Excerpted records:
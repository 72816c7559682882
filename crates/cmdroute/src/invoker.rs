use std::any::Any;
use std::fmt;
use std::future::Future;
use std::panic::AssertUnwindSafe;
use std::sync::Arc;

use anyhow::anyhow;
use futures_util::FutureExt;
use futures_util::future::BoxFuture;

use crate::caller::Caller;
use crate::cancel::CancelSignal;
use crate::error::Failure;
use crate::services::{Dependency, Service, Services};
use crate::value::{FromValue, Value};

/// What a target hands back.
pub enum Returned {
    Void,
    Value(Value),
    /// Awaited by the finalizer; may itself resolve to another `Returned`.
    Deferred(BoxFuture<'static, anyhow::Result<Returned>>),
}

impl Returned {
    pub fn value(value: impl Into<Value>) -> Self {
        Self::Value(value.into())
    }

    pub fn deferred<F>(future: F) -> Self
    where
        F: Future<Output = anyhow::Result<Returned>> + Send + 'static,
    {
        Self::Deferred(Box::pin(future))
    }
}

impl fmt::Debug for Returned {
    fn fmt(&self, f: &mut fmt::Formatter<'_>) -> fmt::Result {
        match self {
            Self::Void => f.write_str("Void"),
            Self::Value(v) => f.debug_tuple("Value").field(v).finish(),
            Self::Deferred(_) => f.write_str("Deferred(..)"),
        }
    }
}

impl From<Value> for Returned {
    fn from(value: Value) -> Self {
        Self::Value(value)
    }
}

/// Bound arguments and injected services for one call.
pub struct Invocation {
    command: String,
    arguments: Vec<Value>,
    services: Vec<(Dependency, Option<Service>)>,
    caller: Option<Arc<dyn Caller>>,
    cancel: CancelSignal,
}

impl Invocation {
    pub fn command(&self) -> &str {
        &self.command
    }

    pub fn args(&self) -> &[Value] {
        &self.arguments
    }

    pub fn value(&self, index: usize) -> Option<&Value> {
        self.arguments.get(index)
    }

    /// Typed argument at `index`. A type mismatch is a declaration bug and
    /// surfaces as an invocation fault.
    pub fn arg<T: FromValue>(&self, index: usize) -> anyhow::Result<T> {
        let value = self
            .arguments
            .get(index)
            .ok_or_else(|| anyhow!("{}: no argument at index {index}", self.command))?;
        T::from_value(value).ok_or_else(|| {
            anyhow!(
                "{}: argument {index} ({value:?}) is not a {}",
                self.command,
                std::any::type_name::<T>()
            )
        })
    }

    /// Like [`Invocation::arg`] but `Missing` maps to `None`.
    pub fn opt<T: FromValue>(&self, index: usize) -> anyhow::Result<Option<T>> {
        self.arg::<Option<T>>(index)
    }

    pub fn service<T: Any + Send + Sync>(&self) -> Option<Arc<T>> {
        let wanted = Dependency::of::<T>();
        self.services
            .iter()
            .find(|(dep, _)| dep.type_id() == wanted.type_id())
            .and_then(|(_, service)| service.clone())
            .and_then(|service| service.downcast::<T>().ok())
    }

    /// Present only for targets declared `with_context`.
    pub fn caller(&self) -> Option<&Arc<dyn Caller>> {
        self.caller.as_ref()
    }

    pub fn cancel(&self) -> &CancelSignal {
        &self.cancel
    }
}

type TargetFn = dyn Fn(Invocation) -> BoxFuture<'static, anyhow::Result<Returned>> + Send + Sync;

/// A command's invocation target.
#[derive(Clone)]
pub struct Target {
    name: String,
    dependencies: Vec<Dependency>,
    bind_context: bool,
    func: Arc<TargetFn>,
}

impl fmt::Debug for Target {
    fn fmt(&self, f: &mut fmt::Formatter<'_>) -> fmt::Result {
        f.debug_struct("Target")
            .field("name", &self.name)
            .field("dependencies", &self.dependencies)
            .field("bind_context", &self.bind_context)
            .finish_non_exhaustive()
    }
}

impl Target {
    pub fn new<F, Fut>(name: impl Into<String>, func: F) -> Self
    where
        F: Fn(Invocation) -> Fut + Send + Sync + 'static,
        Fut: Future<Output = anyhow::Result<Returned>> + Send + 'static,
    {
        Self {
            name: name.into(),
            dependencies: Vec::new(),
            bind_context: false,
            func: Arc::new(move |inv: Invocation| -> BoxFuture<'static, anyhow::Result<Returned>> {
                Box::pin(func(inv))
            }),
        }
    }

    pub fn sync<F>(name: impl Into<String>, func: F) -> Self
    where
        F: Fn(Invocation) -> anyhow::Result<Returned> + Send + Sync + 'static,
    {
        let func = Arc::new(func);
        Self {
            name: name.into(),
            dependencies: Vec::new(),
            bind_context: false,
            func: Arc::new(move |inv: Invocation| -> BoxFuture<'static, anyhow::Result<Returned>> {
                let func = Arc::clone(&func);
                Box::pin(async move { func(inv) })
            }),
        }
    }

    pub fn depends_on(mut self, dependency: Dependency) -> Self {
        self.dependencies.push(dependency);
        self
    }

    /// Hand the caller to the target through [`Invocation::caller`].
    pub fn with_context(mut self) -> Self {
        self.bind_context = true;
        self
    }

    pub fn name(&self) -> &str {
        &self.name
    }

    pub fn dependencies(&self) -> &[Dependency] {
        &self.dependencies
    }
}

pub(crate) fn panic_message(payload: &(dyn Any + Send)) -> String {
    payload
        .downcast_ref::<&str>()
        .map(|s| s.to_string())
        .or_else(|| payload.downcast_ref::<String>().cloned())
        .unwrap_or_else(|| "unknown panic".to_string())
}

/// Run `target` with bound `arguments`. Errors, panics and missing required
/// services become [`Failure::InvocationFault`].
pub(crate) async fn invoke(
    command: &str,
    target: &Target,
    arguments: Vec<Value>,
    services: &dyn Services,
    caller: &Arc<dyn Caller>,
    cancel: &CancelSignal,
) -> Result<Returned, Failure> {
    let fault = |error: anyhow::Error| Failure::InvocationFault {
        command: command.to_string(),
        error,
    };

    let mut resolved = Vec::with_capacity(target.dependencies.len());
    for dependency in &target.dependencies {
        let service = services.resolve(dependency);
        if service.is_none() && !dependency.is_optional() {
            return Err(fault(anyhow!(
                "required service {} is not available",
                dependency.type_name()
            )));
        }
        resolved.push((dependency.clone(), service));
    }

    let invocation = Invocation {
        command: command.to_string(),
        arguments,
        services: resolved,
        caller: target.bind_context.then(|| Arc::clone(caller)),
        cancel: cancel.clone(),
    };

    tracing::debug!(command, target = %target.name, "invoking");
    let func = Arc::clone(&target.func);
    let future = std::panic::catch_unwind(AssertUnwindSafe(move || func(invocation)))
        .map_err(|payload| fault(anyhow!("target panicked: {}", panic_message(&*payload))))?;

    tokio::select! {
        biased;
        _ = cancel.cancelled() => Err(Failure::Cancelled),
        result = AssertUnwindSafe(future).catch_unwind() => match result {
            Ok(Ok(returned)) => Ok(returned),
            Ok(Err(error)) => Err(fault(error)),
            Err(payload) => Err(fault(anyhow!("target panicked: {}", panic_message(&*payload)))),
        },
    }
}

Work item:
The whole listing above should be output again exactly.

Answer section:
repository 72816c7559682882
filename crates/cmdroute/src/invoker.rs
use std::any::Any;
use std::fmt;
use std::future::Future;
use std::panic::AssertUnwindSafe;
use std::sync::Arc;

use anyhow::anyhow;
use futures_util::FutureExt;
use futures_util::future::BoxFuture;

use crate::caller::Caller;
use crate::cancel::CancelSignal;
use crate::error::Failure;
use crate::services::{Dependency, Service, Services};
use crate::value::{FromValue, Value};

/// What a target hands back.
pub enum Returned {
    Void,
    Value(Value),
    /// Awaited by the finalizer; may itself resolve to another `Returned`.
    Deferred(BoxFuture<'static, anyhow::Result<Returned>>),
}

impl Returned {
    pub fn value(value: impl Into<Value>) -> Self {
        Self::Value(value.into())
    }

    pub fn deferred<F>(future: F) -> Self
    where
        F: Future<Output = anyhow::Result<Returned>> + Send + 'static,
    {
        Self::Deferred(Box::pin(future))
    }
}

impl fmt::Debug for Returned {
    fn fmt(&self, f: &mut fmt::Formatter<'_>) -> fmt::Result {
        match self {
            Self::Void => f.write_str("Void"),
            Self::Value(v) => f.debug_tuple("Value").field(v).finish(),
            Self::Deferred(_) => f.write_str("Deferred(..)"),
        }
    }
}

impl From<Value> for Returned {
    fn from(value: Value) -> Self {
        Self::Value(value)
    }
}

/// Bound arguments and injected services for one call.
pub struct Invocation {
    command: String,
    arguments: Vec<Value>,
    services: Vec<(Dependency, Option<Service>)>,
    caller: Option<Arc<dyn Caller>>,
    cancel: CancelSignal,
}

impl Invocation {
    pub fn command(&self) -> &str {
        &self.command
    }

    pub fn args(&self) -> &[Value] {
        &self.arguments
    }

    pub fn value(&self, index: usize) -> Option<&Value> {
        self.arguments.get(index)
    }

    /// Typed argument at `index`. A type mismatch is a declaration bug and
    /// surfaces as an invocation fault.
    pub fn arg<T: FromValue>(&self, index: usize) -> anyhow::Result<T> {
        let value = self
            .arguments
            .get(index)
            .ok_or_else(|| anyhow!("{}: no argument at index {index}", self.command))?;
        T::from_value(value).ok_or_else(|| {
            anyhow!(
                "{}: argument {index} ({value:?}) is not a {}",
                self.command,
                std::any::type_name::<T>()
            )
        })
    }

    /// Like [`Invocation::arg`] but `Missing` maps to `None`.
    pub fn opt<T: FromValue>(&self, index: usize) -> anyhow::Result<Option<T>> {
        self.arg::<Option<T>>(index)
    }

    pub fn service<T: Any + Send + Sync>(&self) -> Option<Arc<T>> {
        let wanted = Dependency::of::<T>();
        self.services
            .iter()
            .find(|(dep, _)| dep.type_id() == wanted.type_id())
            .and_then(|(_, service)| service.clone())
            .and_then(|service| service.downcast::<T>().ok())
    }

    /// Present only for targets declared `with_context`.
    pub fn caller(&self) -> Option<&Arc<dyn Caller>> {
        self.caller.as_ref()
    }

    pub fn cancel(&self) -> &CancelSignal {
        &self.cancel
    }
}

type TargetFn = dyn Fn(Invocation) -> BoxFuture<'static, anyhow::Result<Returned>> + Send + Sync;

/// A command's invocation target.
#[derive(Clone)]
pub struct Target {
    name: String,
    dependencies: Vec<Dependency>,
    bind_context: bool,
    func: Arc<TargetFn>,
}

impl fmt::Debug for Target {
    fn fmt(&self, f: &mut fmt::Formatter<'_>) -> fmt::Result {
        f.debug_struct("Target")
            .field("name", &self.name)
            .field("dependencies", &self.dependencies)
            .field("bind_context", &self.bind_context)
            .finish_non_exhaustive()
    }
}

impl Target {
    pub fn new<F, Fut>(name: impl Into<String>, func: F) -> Self
    where
        F: Fn(Invocation) -> Fut + Send + Sync + 'static,
        Fut: Future<Output = anyhow::Result<Returned>> + Send + 'static,
    {
        Self {
            name: name.into(),
            dependencies: Vec::new(),
            bind_context: false,
            func: Arc::new(move |inv: Invocation| -> BoxFuture<'static, anyhow::Result<Returned>> {
                Box::pin(func(inv))
            }),
        }
    }

    pub fn sync<F>(name: impl Into<String>, func: F) -> Self
    where
        F: Fn(Invocation) -> anyhow::Result<Returned> + Send + Sync + 'static,
    {
        let func = Arc::new(func);
        Self {
            name: name.into(),
            dependencies: Vec::new(),
            bind_context: false,
            func: Arc::new(move |inv: Invocation| -> BoxFuture<'static, anyhow::Result<Returned>> {
                let func = Arc::clone(&func);
                Box::pin(async move { func(inv) })
            }),
        }
    }

    pub fn depends_on(mut self, dependency: Dependency) -> Self {
        self.dependencies.push(dependency);
        self
    }

    /// Hand the caller to the target through [`Invocation::caller`].
    pub fn with_context(mut self) -> Self {
        self.bind_context = true;
        self
    }

    pub fn name(&self) -> &str {
        &self.name
    }

    pub fn dependencies(&self) -> &[Dependency] {
        &self.dependencies
    }
}

pub(crate) fn panic_message(payload: &(dyn Any + Send)) -> String {
    payload
        .downcast_ref::<&str>()
        .map(|s| s.to_string())
        .or_else(|| payload.downcast_ref::<String>().cloned())
        .unwrap_or_else(|| "unknown panic".to_string())
}

/// Run `target` with bound `arguments`. Errors, panics and missing required
/// services become [`Failure::InvocationFault`].
pub(crate) async fn invoke(
    command: &str,
    target: &Target,
    arguments: Vec<Value>,
    services: &dyn Services,
    caller: &Arc<dyn Caller>,
    cancel: &CancelSignal,
) -> Result<Returned, Failure> {
    let fault = |error: anyhow::Error| Failure::InvocationFault {
        command: command.to_string(),
        error,
    };

    let mut resolved = Vec::with_capacity(target.dependencies.len());
    for dependency in &target.dependencies {
        let service = services.resolve(dependency);
        if service.is_none() && !dependency.is_optional() {
            return Err(fault(anyhow!(
                "required service {} is not available",
                dependency.type_name()
            )));
        }
        resolved.push((dependency.clone(), service));
    }

    let invocation = Invocation {
        command: command.to_string(),
        arguments,
        services: resolved,
        caller: target.bind_context.then(|| Arc::clone(caller)),
        cancel: cancel.clone(),
    };

    tracing::debug!(command, target = %target.name, "invoking");
    let func = Arc::clone(&target.func);
    let future = std::panic::catch_unwind(AssertUnwindSafe(move || func(invocation)))
        .map_err(|payload| fault(anyhow!("target panicked: {}", panic_message(&*payload))))?;

    tokio::select! {
        biased;
        _ = cancel.cancelled() => Err(Failure::Cancelled),
        result = AssertUnwindSafe(future).catch_unwind() => match result {
            Ok(Ok(returned)) => Ok(returned),
            Ok(Err(error)) => Err(fault(error)),
            Err(payload) => Err(fault(anyhow!("target panicked: {}", panic_message(&*payload)))),
        },
    }
}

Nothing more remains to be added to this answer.